=== Begin Enclosure ===

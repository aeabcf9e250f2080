//! CLI surface for the controller binary: topology/schema paths, listen
//! address, report path, and logging options.

use std::path::PathBuf;

use clap::Parser;

#[derive(Debug, Clone, Parser)]
#[command(name = "fabric-controller", about = "SDN control plane for a programmable-switch fabric")]
pub struct Cli {
    /// Path to the declared topology JSON document.
    #[arg(long, env = "FABRIC_TOPOLOGY")]
    pub topology: PathBuf,

    /// Path to the device schema JSON document (table/action/digest/counter/register registry).
    #[arg(long, env = "FABRIC_SCHEMA")]
    pub schema: PathBuf,

    /// Path to the device-specific forwarding-pipeline config blob pushed alongside the schema.
    #[arg(long, env = "FABRIC_DEVICE_CONFIG")]
    pub device_config: PathBuf,

    /// Address the configuration-upload HTTP endpoint listens on.
    #[arg(long, env = "FABRIC_LISTEN_ADDR", default_value = "127.0.0.1:8080")]
    pub listen_addr: std::net::SocketAddr,

    /// Path the telemetry report is appended to.
    #[arg(long, env = "FABRIC_REPORT_PATH", default_value = "report.jsonl")]
    pub report_path: PathBuf,

    /// Where the normalized last-applied configuration is persisted.
    #[arg(long, env = "FABRIC_PERSIST_PATH", default_value = "parsed_data.json")]
    pub persist_path: PathBuf,

    #[arg(long, env = "FABRIC_LOG_FORMAT", default_value = "text")]
    pub log_format: LogFormat,

    #[arg(long, env = "FABRIC_LOG_LEVEL", default_value = "info")]
    pub log_level: String,
}

#[derive(Debug, Clone, Copy, PartialEq, Eq, clap::ValueEnum)]
pub enum LogFormat {
    Text,
    Json,
}

impl Cli {
    pub fn init_tracing(&self) {
        let filter = tracing_subscriber::EnvFilter::try_new(&self.log_level)
            .unwrap_or_else(|_| tracing_subscriber::EnvFilter::new("info"));

        let subscriber = tracing_subscriber::fmt().with_env_filter(filter);
        match self.log_format {
            LogFormat::Json => subscriber.json().init(),
            LogFormat::Text => subscriber.init(),
        }
    }
}
//! Configuration-upload payload and the normalized, atomically-swapped
//! plan it produces. The plan is loaded under a single-writer discipline.

use std::collections::BTreeMap;

use serde::{Deserialize, Serialize};

/// Raw upload payload as received over the HTTP boundary. String-int keys
/// are normalized to `u32`s by [`RawUploadPayload::normalize`].
#[derive(Debug, Clone, Deserialize, Serialize)]
pub struct RawUploadPayload {
    pub instance_info: InstanceInfo,
    pub deployment: BTreeMap<String, i64>,
    pub routes: BTreeMap<String, Vec<u32>>,
    pub metrics: UploadMetrics,
    pub wl_nodes: Vec<u32>,
    pub table_entries: BTreeMap<String, Vec<ClassifierEntryDoc>>,
}

#[derive(Debug, Clone, Deserialize, Serialize)]
pub struct InstanceInfo {
    pub nodes: u32,
    pub colors: u32,
    pub run_time: f64,
    pub solution_cost: f64,
}

#[derive(Debug, Clone, Deserialize, Serialize)]
pub struct UploadMetrics {
    pub num_nodes_deployed: u32,
    pub average_path_weight: f64,
    pub percentage_covered: f64,
}

#[derive(Debug, Clone, Deserialize, Serialize)]
pub struct ClassifierEntryDoc {
    pub table: String,
    pub action: String,
    pub match_fields: Vec<i64>,
    pub action_params: Vec<i64>,
}

#[derive(Debug, Clone)]
pub struct ClassifierEntry {
    pub table: String,
    pub action: String,
    pub match_fields: Vec<i64>,
    pub action_params: Vec<i64>,
}

impl From<ClassifierEntryDoc> for ClassifierEntry {
    fn from(d: ClassifierEntryDoc) -> Self {
        Self {
            table: d.table,
            action: d.action,
            match_fields: d.match_fields,
            action_params: d.action_params,
        }
    }
}

/// A host-pair route: the declared switch path and the host endpoints it
/// connects.
#[derive(Debug, Clone)]
pub struct Route {
    pub src_host: String,
    pub dst_host: String,
    pub path: Vec<String>,
}

impl Route {
    /// Numeric switch ids in visit order, for [`crate::rules::TunnelId`]
    /// derivation. Assumes switch names are `s<N>`.
    pub fn switch_path_ids(&self) -> Vec<u32> {
        self.path
            .iter()
            .filter_map(|s| s.trim_start_matches('s').parse().ok())
            .collect()
    }
}

/// The normalized, applied plan. One instance lives behind an `ArcSwap`
/// in the orchestrator.
#[derive(Debug, Clone, Default)]
pub struct Plan {
    pub deployment: BTreeMap<String, i64>,
    pub routes: BTreeMap<String, Route>,
    pub wl_nodes: Vec<u32>,
    pub classifier_entries: BTreeMap<String, Vec<ClassifierEntry>>,
}

impl Plan {
    /// Normalize a raw upload: parse `"<src>,<dst>"` route keys into
    /// distinct endpoints, fold in the deployment/WL/classifier tables.
    pub fn from_raw(raw: RawUploadPayload) -> Self {
        let routes = raw
            .routes
            .into_iter()
            .filter_map(|(key, path_ids)| {
                let (src, dst) = key.split_once(',')?;
                let path = path_ids.iter().map(|id| format!("s{id}")).collect();
                Some((
                    key.clone(),
                    Route {
                        src_host: src.to_string(),
                        dst_host: dst.to_string(),
                        path,
                    },
                ))
            })
            .collect();

        let classifier_entries = raw
            .table_entries
            .into_iter()
            .map(|(node, entries)| (node, entries.into_iter().map(ClassifierEntry::from).collect()))
            .collect();

        Plan {
            deployment: raw.deployment,
            routes,
            wl_nodes: raw.wl_nodes,
            classifier_entries,
        }
    }

    /// Every unordered host pair gets two tunnels, one per direction.
    /// Returns `(forward_route, reverse_path)`.
    pub fn directional_tunnels(&self) -> Vec<(&Route, Vec<String>)> {
        self.routes
            .values()
            .map(|route| {
                let mut reverse = route.path.clone();
                reverse.reverse();
                (route, reverse)
            })
            .collect()
    }
}

#[cfg(test)]
mod tests {
    use super::*;

    fn sample_raw() -> RawUploadPayload {
        RawUploadPayload {
            instance_info: InstanceInfo {
                nodes: 4,
                colors: 2,
                run_time: 1.0,
                solution_cost: 0.5,
            },
            deployment: BTreeMap::from([("1".to_string(), 0)]),
            routes: BTreeMap::from([("1,4".to_string(), vec![1, 2, 3, 4])]),
            metrics: UploadMetrics {
                num_nodes_deployed: 4,
                average_path_weight: 1.0,
                percentage_covered: 1.0,
            },
            wl_nodes: vec![2],
            table_entries: BTreeMap::new(),
        }
    }

    #[test]
    fn normalizes_route_key_into_switch_path() {
        let plan = Plan::from_raw(sample_raw());
        let route = plan.routes.get("1,4").unwrap();
        assert_eq!(route.path, vec!["s1", "s2", "s3", "s4"]);
        assert_eq!(route.switch_path_ids(), vec![1, 2, 3, 4]);
    }

    #[test]
    fn directional_tunnels_include_the_reverse_path() {
        let plan = Plan::from_raw(sample_raw());
        let (_route, reverse) = &plan.directional_tunnels()[0];
        assert_eq!(reverse, &vec!["s4", "s3", "s2", "s1"]);
    }
}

=== End Enclosure ===

- WORK INSTRUCTIONS -
Extract all of the data above and output it character for character.

- SOLUTION TO THIS TASK -
repository aeabcf9e250f2080
//! CLI surface for the controller binary: topology/schema paths, listen
//! address, report path, and logging options.

use std::path::PathBuf;

use clap::Parser;

#[derive(Debug, Clone, Parser)]
#[command(name = "fabric-controller", about = "SDN control plane for a programmable-switch fabric")]
pub struct Cli {
    /// Path to the declared topology JSON document.
    #[arg(long, env = "FABRIC_TOPOLOGY")]
    pub topology: PathBuf,

    /// Path to the device schema JSON document (table/action/digest/counter/register registry).
    #[arg(long, env = "FABRIC_SCHEMA")]
    pub schema: PathBuf,

    /// Path to the device-specific forwarding-pipeline config blob pushed alongside the schema.
    #[arg(long, env = "FABRIC_DEVICE_CONFIG")]
    pub device_config: PathBuf,

    /// Address the configuration-upload HTTP endpoint listens on.
    #[arg(long, env = "FABRIC_LISTEN_ADDR", default_value = "127.0.0.1:8080")]
    pub listen_addr: std::net::SocketAddr,

    /// Path the telemetry report is appended to.
    #[arg(long, env = "FABRIC_REPORT_PATH", default_value = "report.jsonl")]
    pub report_path: PathBuf,

    /// Where the normalized last-applied configuration is persisted.
    #[arg(long, env = "FABRIC_PERSIST_PATH", default_value = "parsed_data.json")]
    pub persist_path: PathBuf,

    #[arg(long, env = "FABRIC_LOG_FORMAT", default_value = "text")]
    pub log_format: LogFormat,

    #[arg(long, env = "FABRIC_LOG_LEVEL", default_value = "info")]
    pub log_level: String,
}

#[derive(Debug, Clone, Copy, PartialEq, Eq, clap::ValueEnum)]
pub enum LogFormat {
    Text,
    Json,
}

impl Cli {
    pub fn init_tracing(&self) {
        let filter = tracing_subscriber::EnvFilter::try_new(&self.log_level)
            .unwrap_or_else(|_| tracing_subscriber::EnvFilter::new("info"));

        let subscriber = tracing_subscriber::fmt().with_env_filter(filter);
        match self.log_format {
            LogFormat::Json => subscriber.json().init(),
            LogFormat::Text => subscriber.init(),
        }
    }
}
//! Configuration-upload payload and the normalized, atomically-swapped
//! plan it produces. The plan is loaded under a single-writer discipline.

use std::collections::BTreeMap;

use serde::{Deserialize, Serialize};

/// Raw upload payload as received over the HTTP boundary. String-int keys
/// are normalized to `u32`s by [`RawUploadPayload::normalize`].
#[derive(Debug, Clone, Deserialize, Serialize)]
pub struct RawUploadPayload {
    pub instance_info: InstanceInfo,
    pub deployment: BTreeMap<String, i64>,
    pub routes: BTreeMap<String, Vec<u32>>,
    pub metrics: UploadMetrics,
    pub wl_nodes: Vec<u32>,
    pub table_entries: BTreeMap<String, Vec<ClassifierEntryDoc>>,
}

#[derive(Debug, Clone, Deserialize, Serialize)]
pub struct InstanceInfo {
    pub nodes: u32,
    pub colors: u32,
    pub run_time: f64,
    pub solution_cost: f64,
}

#[derive(Debug, Clone, Deserialize, Serialize)]
pub struct UploadMetrics {
    pub num_nodes_deployed: u32,
    pub average_path_weight: f64,
    pub percentage_covered: f64,
}

#[derive(Debug, Clone, Deserialize, Serialize)]
pub struct ClassifierEntryDoc {
    pub table: String,
    pub action: String,
    pub match_fields: Vec<i64>,
    pub action_params: Vec<i64>,
}

#[derive(Debug, Clone)]
pub struct ClassifierEntry {
    pub table: String,
    pub action: String,
    pub match_fields: Vec<i64>,
    pub action_params: Vec<i64>,
}

impl From<ClassifierEntryDoc> for ClassifierEntry {
    fn from(d: ClassifierEntryDoc) -> Self {
        Self {
            table: d.table,
            action: d.action,
            match_fields: d.match_fields,
            action_params: d.action_params,
        }
    }
}

/// A host-pair route: the declared switch path and the host endpoints it
/// connects.
#[derive(Debug, Clone)]
pub struct Route {
    pub src_host: String,
    pub dst_host: String,
    pub path: Vec<String>,
}

impl Route {
    /// Numeric switch ids in visit order, for [`crate::rules::TunnelId`]
    /// derivation. Assumes switch names are `s<N>`.
    pub fn switch_path_ids(&self) -> Vec<u32> {
        self.path
            .iter()
            .filter_map(|s| s.trim_start_matches('s').parse().ok())
            .collect()
    }
}

/// The normalized, applied plan. One instance lives behind an `ArcSwap`
/// in the orchestrator.
#[derive(Debug, Clone, Default)]
pub struct Plan {
    pub deployment: BTreeMap<String, i64>,
    pub routes: BTreeMap<String, Route>,
    pub wl_nodes: Vec<u32>,
    pub classifier_entries: BTreeMap<String, Vec<ClassifierEntry>>,
}

impl Plan {
    /// Normalize a raw upload: parse `"<src>,<dst>"` route keys into
    /// distinct endpoints, fold in the deployment/WL/classifier tables.
    pub fn from_raw(raw: RawUploadPayload) -> Self {
        let routes = raw
            .routes
            .into_iter()
            .filter_map(|(key, path_ids)| {
                let (src, dst) = key.split_once(',')?;
                let path = path_ids.iter().map(|id| format!("s{id}")).collect();
                Some((
                    key.clone(),
                    Route {
                        src_host: src.to_string(),
                        dst_host: dst.to_string(),
                        path,
                    },
                ))
            })
            .collect();

        let classifier_entries = raw
            .table_entries
            .into_iter()
            .map(|(node, entries)| (node, entries.into_iter().map(ClassifierEntry::from).collect()))
            .collect();

        Plan {
            deployment: raw.deployment,
            routes,
            wl_nodes: raw.wl_nodes,
            classifier_entries,
        }
    }

    /// Every unordered host pair gets two tunnels, one per direction.
    /// Returns `(forward_route, reverse_path)`.
    pub fn directional_tunnels(&self) -> Vec<(&Route, Vec<String>)> {
        self.routes
            .values()
            .map(|route| {
                let mut reverse = route.path.clone();
                reverse.reverse();
                (route, reverse)
            })
            .collect()
    }
}

#[cfg(test)]
mod tests {
    use super::*;

    fn sample_raw() -> RawUploadPayload {
        RawUploadPayload {
            instance_info: InstanceInfo {
                nodes: 4,
                colors: 2,
                run_time: 1.0,
                solution_cost: 0.5,
            },
            deployment: BTreeMap::from([("1".to_string(), 0)]),
            routes: BTreeMap::from([("1,4".to_string(), vec![1, 2, 3, 4])]),
            metrics: UploadMetrics {
                num_nodes_deployed: 4,
                average_path_weight: 1.0,
                percentage_covered: 1.0,
            },
            wl_nodes: vec![2],
            table_entries: BTreeMap::new(),
        }
    }

    #[test]
    fn normalizes_route_key_into_switch_path() {
        let plan = Plan::from_raw(sample_raw());
        let route = plan.routes.get("1,4").unwrap();
        assert_eq!(route.path, vec!["s1", "s2", "s3", "s4"]);
        assert_eq!(route.switch_path_ids(), vec![1, 2, 3, 4]);
    }

    #[test]
    fn directional_tunnels_include_the_reverse_path() {
        let plan = Plan::from_raw(sample_raw());
        let (_route, reverse) = &plan.directional_tunnels()[0];
        assert_eq!(reverse, &vec!["s4", "s3", "s2", "s1"]);
    }
}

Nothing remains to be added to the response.